Content starts

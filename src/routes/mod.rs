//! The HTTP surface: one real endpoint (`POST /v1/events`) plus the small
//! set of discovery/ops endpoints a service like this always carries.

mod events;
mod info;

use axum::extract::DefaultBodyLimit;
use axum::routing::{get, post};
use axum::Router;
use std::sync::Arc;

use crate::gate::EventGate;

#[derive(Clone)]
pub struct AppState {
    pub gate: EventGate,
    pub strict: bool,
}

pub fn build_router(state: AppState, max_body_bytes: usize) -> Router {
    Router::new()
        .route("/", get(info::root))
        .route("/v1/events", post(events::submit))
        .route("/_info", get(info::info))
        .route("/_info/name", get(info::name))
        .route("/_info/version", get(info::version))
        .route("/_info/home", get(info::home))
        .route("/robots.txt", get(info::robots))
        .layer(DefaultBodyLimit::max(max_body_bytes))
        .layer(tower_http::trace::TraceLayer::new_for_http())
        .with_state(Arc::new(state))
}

Content ends
Content starts

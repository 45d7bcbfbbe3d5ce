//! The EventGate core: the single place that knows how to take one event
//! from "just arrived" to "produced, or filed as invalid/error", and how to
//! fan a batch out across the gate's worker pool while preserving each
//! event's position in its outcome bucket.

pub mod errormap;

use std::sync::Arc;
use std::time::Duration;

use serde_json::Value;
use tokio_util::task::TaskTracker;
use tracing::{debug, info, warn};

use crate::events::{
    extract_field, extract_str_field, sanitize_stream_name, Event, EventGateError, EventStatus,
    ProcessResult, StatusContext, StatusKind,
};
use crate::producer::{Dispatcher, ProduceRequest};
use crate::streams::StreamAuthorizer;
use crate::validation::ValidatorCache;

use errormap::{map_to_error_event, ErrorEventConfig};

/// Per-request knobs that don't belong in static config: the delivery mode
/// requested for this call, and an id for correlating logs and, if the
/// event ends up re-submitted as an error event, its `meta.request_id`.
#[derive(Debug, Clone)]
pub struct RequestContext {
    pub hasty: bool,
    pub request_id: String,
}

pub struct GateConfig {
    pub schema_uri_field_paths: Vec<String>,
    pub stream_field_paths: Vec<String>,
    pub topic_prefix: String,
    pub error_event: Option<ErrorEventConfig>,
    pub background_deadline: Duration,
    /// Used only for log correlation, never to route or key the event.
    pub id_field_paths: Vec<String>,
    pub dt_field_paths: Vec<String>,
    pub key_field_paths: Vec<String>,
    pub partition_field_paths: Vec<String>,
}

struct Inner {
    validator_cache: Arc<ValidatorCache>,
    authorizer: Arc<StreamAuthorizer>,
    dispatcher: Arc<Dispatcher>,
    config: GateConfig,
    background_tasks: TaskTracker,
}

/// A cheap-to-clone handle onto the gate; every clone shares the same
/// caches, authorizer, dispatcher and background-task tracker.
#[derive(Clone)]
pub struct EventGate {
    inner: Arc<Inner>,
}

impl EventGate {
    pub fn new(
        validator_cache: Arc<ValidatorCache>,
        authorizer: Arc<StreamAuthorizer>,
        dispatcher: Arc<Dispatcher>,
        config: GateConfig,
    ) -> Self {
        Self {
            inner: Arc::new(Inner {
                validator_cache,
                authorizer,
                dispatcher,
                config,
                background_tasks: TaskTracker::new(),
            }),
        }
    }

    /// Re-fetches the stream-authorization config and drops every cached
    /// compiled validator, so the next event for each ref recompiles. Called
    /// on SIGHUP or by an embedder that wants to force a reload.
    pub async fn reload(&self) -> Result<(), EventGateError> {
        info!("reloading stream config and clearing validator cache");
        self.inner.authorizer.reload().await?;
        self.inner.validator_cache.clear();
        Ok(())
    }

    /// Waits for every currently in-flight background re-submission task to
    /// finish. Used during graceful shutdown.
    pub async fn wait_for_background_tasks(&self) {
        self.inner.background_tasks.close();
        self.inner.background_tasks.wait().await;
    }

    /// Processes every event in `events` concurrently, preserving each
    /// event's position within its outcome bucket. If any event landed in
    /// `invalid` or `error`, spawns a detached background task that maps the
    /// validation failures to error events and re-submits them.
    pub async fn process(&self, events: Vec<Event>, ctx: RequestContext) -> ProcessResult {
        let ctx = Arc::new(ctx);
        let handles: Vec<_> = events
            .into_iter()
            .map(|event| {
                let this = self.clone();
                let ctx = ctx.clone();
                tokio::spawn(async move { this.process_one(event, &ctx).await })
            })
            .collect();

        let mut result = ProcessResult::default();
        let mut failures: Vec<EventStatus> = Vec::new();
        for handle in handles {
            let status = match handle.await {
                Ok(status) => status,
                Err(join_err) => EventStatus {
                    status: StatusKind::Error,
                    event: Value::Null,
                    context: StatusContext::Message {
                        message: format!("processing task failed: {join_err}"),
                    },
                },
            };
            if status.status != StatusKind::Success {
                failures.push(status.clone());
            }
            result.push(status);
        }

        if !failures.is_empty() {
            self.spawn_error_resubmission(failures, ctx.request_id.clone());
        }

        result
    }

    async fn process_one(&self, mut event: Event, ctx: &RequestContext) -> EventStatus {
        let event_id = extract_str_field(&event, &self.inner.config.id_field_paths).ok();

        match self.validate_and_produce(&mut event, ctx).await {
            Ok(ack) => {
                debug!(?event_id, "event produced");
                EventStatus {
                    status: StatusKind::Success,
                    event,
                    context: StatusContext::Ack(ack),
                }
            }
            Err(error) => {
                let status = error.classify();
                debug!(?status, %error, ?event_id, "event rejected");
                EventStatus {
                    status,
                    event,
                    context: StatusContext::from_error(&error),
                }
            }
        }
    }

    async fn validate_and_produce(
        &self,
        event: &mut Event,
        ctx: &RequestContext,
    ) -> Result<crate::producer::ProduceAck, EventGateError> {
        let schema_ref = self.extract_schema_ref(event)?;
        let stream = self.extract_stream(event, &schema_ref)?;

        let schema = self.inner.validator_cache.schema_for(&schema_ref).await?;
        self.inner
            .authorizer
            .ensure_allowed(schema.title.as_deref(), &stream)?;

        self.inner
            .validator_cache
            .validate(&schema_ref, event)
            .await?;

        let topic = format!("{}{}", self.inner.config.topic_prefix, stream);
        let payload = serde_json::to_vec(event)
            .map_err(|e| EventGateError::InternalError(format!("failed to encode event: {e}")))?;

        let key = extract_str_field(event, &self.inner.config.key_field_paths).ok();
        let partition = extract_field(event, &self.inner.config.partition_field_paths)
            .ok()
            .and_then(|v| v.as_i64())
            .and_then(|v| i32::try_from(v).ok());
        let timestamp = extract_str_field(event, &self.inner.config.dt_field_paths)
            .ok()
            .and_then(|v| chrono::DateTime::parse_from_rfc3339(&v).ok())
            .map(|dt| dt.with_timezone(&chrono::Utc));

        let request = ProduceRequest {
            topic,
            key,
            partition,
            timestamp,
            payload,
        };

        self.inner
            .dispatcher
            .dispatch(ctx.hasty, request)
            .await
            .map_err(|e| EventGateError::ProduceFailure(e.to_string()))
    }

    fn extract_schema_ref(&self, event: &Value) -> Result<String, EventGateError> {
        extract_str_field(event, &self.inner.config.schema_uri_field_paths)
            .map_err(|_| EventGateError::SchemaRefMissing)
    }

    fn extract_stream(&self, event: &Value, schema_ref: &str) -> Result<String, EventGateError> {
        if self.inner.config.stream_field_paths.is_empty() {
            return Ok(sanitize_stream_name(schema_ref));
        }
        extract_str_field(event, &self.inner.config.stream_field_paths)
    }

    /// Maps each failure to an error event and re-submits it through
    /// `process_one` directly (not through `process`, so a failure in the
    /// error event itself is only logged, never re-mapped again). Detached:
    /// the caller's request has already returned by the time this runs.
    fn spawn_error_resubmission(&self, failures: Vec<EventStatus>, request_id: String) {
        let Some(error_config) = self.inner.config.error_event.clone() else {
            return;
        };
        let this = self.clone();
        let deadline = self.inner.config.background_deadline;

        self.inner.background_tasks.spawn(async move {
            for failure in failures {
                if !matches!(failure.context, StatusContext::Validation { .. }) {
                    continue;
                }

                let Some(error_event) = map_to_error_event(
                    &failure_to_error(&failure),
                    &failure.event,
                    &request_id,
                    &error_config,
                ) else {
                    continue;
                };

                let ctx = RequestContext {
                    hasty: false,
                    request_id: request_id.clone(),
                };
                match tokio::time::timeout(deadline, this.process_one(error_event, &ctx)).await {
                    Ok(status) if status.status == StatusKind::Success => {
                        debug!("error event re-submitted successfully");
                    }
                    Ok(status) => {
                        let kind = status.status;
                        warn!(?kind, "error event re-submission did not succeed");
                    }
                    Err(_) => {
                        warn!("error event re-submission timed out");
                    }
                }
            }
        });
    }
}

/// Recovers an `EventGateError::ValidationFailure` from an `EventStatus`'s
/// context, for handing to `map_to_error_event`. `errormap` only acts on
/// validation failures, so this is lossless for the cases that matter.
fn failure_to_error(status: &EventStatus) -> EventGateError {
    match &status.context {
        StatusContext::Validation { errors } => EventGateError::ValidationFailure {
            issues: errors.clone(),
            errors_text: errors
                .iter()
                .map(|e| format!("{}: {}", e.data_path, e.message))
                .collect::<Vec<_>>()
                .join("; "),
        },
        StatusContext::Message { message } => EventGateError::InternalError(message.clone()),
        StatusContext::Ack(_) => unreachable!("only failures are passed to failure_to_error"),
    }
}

Content ends

**Exercise instructions:** What are the lines above, starting at the one with "let mut result" and ending at the one with "async fn process_one(&self, mut"? Give them again exactly, and only them.

**Answer space:**
        let mut result = ProcessResult::default();
        let mut failures: Vec<EventStatus> = Vec::new();
        for handle in handles {
            let status = match handle.await {
                Ok(status) => status,
                Err(join_err) => EventStatus {
                    status: StatusKind::Error,
                    event: Value::Null,
                    context: StatusContext::Message {
                        message: format!("processing task failed: {join_err}"),
                    },
                },
            };
            if status.status != StatusKind::Success {
                failures.push(status.clone());
            }
            result.push(status);
        }

        if !failures.is_empty() {
            self.spawn_error_resubmission(failures, ctx.request_id.clone());
        }

        result
    }

    async fn process_one(&self, mut event: Event, ctx: &RequestContext) -> EventStatus {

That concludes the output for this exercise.